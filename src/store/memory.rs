// src/store/memory.rs
//
// Concurrent in-memory store. DashMap = sharded concurrent HashMap, safe for
// parallel per-subject analysis with no outer mutex.
//
// Shape:
//   - Per-subject session log (append-only within one run)
//   - Destination reverse index: address -> sessions from every subject
//   - Subject directory and geo table as flat maps
//
// This is the in-memory equivalent of the production deployment's
// ORM-backed record store, and the fixture of choice for tests.

use std::net::IpAddr;
use std::sync::atomic::{AtomicU64, Ordering};
use std::sync::Arc;

use dashmap::DashMap;
use parking_lot::RwLock;
use tracing::debug;

use crate::error::StoreError;
use crate::records::{GeoLocation, SessionRecord, SubjectInfo};
use crate::store::{GeoResolver, SessionStore, SubjectDirectory};

#[derive(Default)]
pub struct MemoryStore {
    sessions: DashMap<String, Arc<RwLock<Vec<SessionRecord>>>>,
    destination_idx: DashMap<IpAddr, Arc<RwLock<Vec<SessionRecord>>>>,
    subjects: DashMap<String, SubjectInfo>,
    locations: DashMap<IpAddr, GeoLocation>,
    pub total_records: AtomicU64,
}

impl MemoryStore {
    pub fn new() -> Self {
        Self::default()
    }

    /// Append one record, updating the per-subject log and the destination
    /// reverse index. Shape validation happened at ingestion; records are
    /// stored as given.
    pub fn ingest(&self, record: SessionRecord) {
        self.total_records.fetch_add(1, Ordering::Relaxed);

        self.sessions
            .entry(record.subject_id.clone())
            .or_default()
            .write()
            .push(record.clone());

        self.destination_idx
            .entry(record.destination_ip)
            .or_default()
            .write()
            .push(record);
    }

    pub fn register_subject(&self, info: SubjectInfo) {
        debug!(subject = %info.subject_id, "subject registered");
        self.subjects.insert(info.subject_id.clone(), info);
    }

    pub fn set_location(&self, destination: IpAddr, location: GeoLocation) {
        self.locations.insert(destination, location);
    }

    pub fn n_subjects(&self) -> usize {
        self.subjects.len()
    }
}

impl SessionStore for MemoryStore {
    fn sessions_by_subject(&self, subject: &str) -> Result<Vec<SessionRecord>, StoreError> {
        Ok(self
            .sessions
            .get(subject)
            .map(|log| log.read().clone())
            .unwrap_or_default())
    }

    fn sessions_by_destination(
        &self,
        destination: &IpAddr,
    ) -> Result<Vec<SessionRecord>, StoreError> {
        Ok(self
            .destination_idx
            .get(destination)
            .map(|log| log.read().clone())
            .unwrap_or_default())
    }

    fn subject_ids(&self) -> Result<Vec<String>, StoreError> {
        let mut ids: Vec<String> = self.sessions.iter().map(|e| e.key().clone()).collect();
        ids.sort();
        Ok(ids)
    }
}

impl SubjectDirectory for MemoryStore {
    fn resolve(&self, subject: &str) -> Result<Option<SubjectInfo>, StoreError> {
        Ok(self.subjects.get(subject).map(|s| s.clone()))
    }
}

impl GeoResolver for MemoryStore {
    fn locate(&self, destination: &IpAddr) -> Option<GeoLocation> {
        self.locations.get(destination).map(|l| l.clone())
    }
}

#[cfg(test)]
mod tests {
    use super::*;
    use chrono::{TimeZone, Utc};

    fn record(subject: &str, dest: &str) -> SessionRecord {
        let start = Utc.with_ymd_and_hms(2024, 3, 4, 10, 0, 0).unwrap();
        SessionRecord {
            subject_id: subject.to_string(),
            device_imei: "356938035643809".into(),
            msisdn: "+919812345678".into(),
            start,
            end: start + chrono::Duration::seconds(60),
            source_ip: "10.0.0.4".parse().unwrap(),
            source_port: 40022,
            destination_ip: dest.parse().unwrap(),
            destination_port: 443,
            protocol: "TCP".into(),
            bytes_up: 10,
            bytes_down: 20,
            service: "HTTPS".into(),
            app_name: None,
            flagged: false,
        }
    }

    #[test]
    fn destination_index_spans_subjects() {
        let store = MemoryStore::new();
        store.ingest(record("A", "203.0.113.1"));
        store.ingest(record("B", "203.0.113.1"));
        store.ingest(record("B", "203.0.113.2"));

        let dest: IpAddr = "203.0.113.1".parse().unwrap();
        let hits = store.sessions_by_destination(&dest).unwrap();
        assert_eq!(hits.len(), 2);
        assert_eq!(store.sessions_by_subject("B").unwrap().len(), 2);
        assert_eq!(store.total_records.load(Ordering::Relaxed), 3);
    }

    #[test]
    fn subject_ids_are_sorted() {
        let store = MemoryStore::new();
        store.ingest(record("B", "203.0.113.1"));
        store.ingest(record("A", "203.0.113.1"));
        assert_eq!(store.subject_ids().unwrap(), vec!["A", "B"]);
    }

    #[test]
    fn unknown_lookups_are_empty_not_errors() {
        let store = MemoryStore::new();
        assert!(store.sessions_by_subject("ghost").unwrap().is_empty());
        assert!(store.resolve("ghost").unwrap().is_none());
        assert!(store.locate(&"203.0.113.9".parse().unwrap()).is_none());
    }
}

━━━━━━━━━━━━━━━━━━━━

(Task details): In the records above, count the lines that contain the word "ghost" and state only that count.

(Result): 2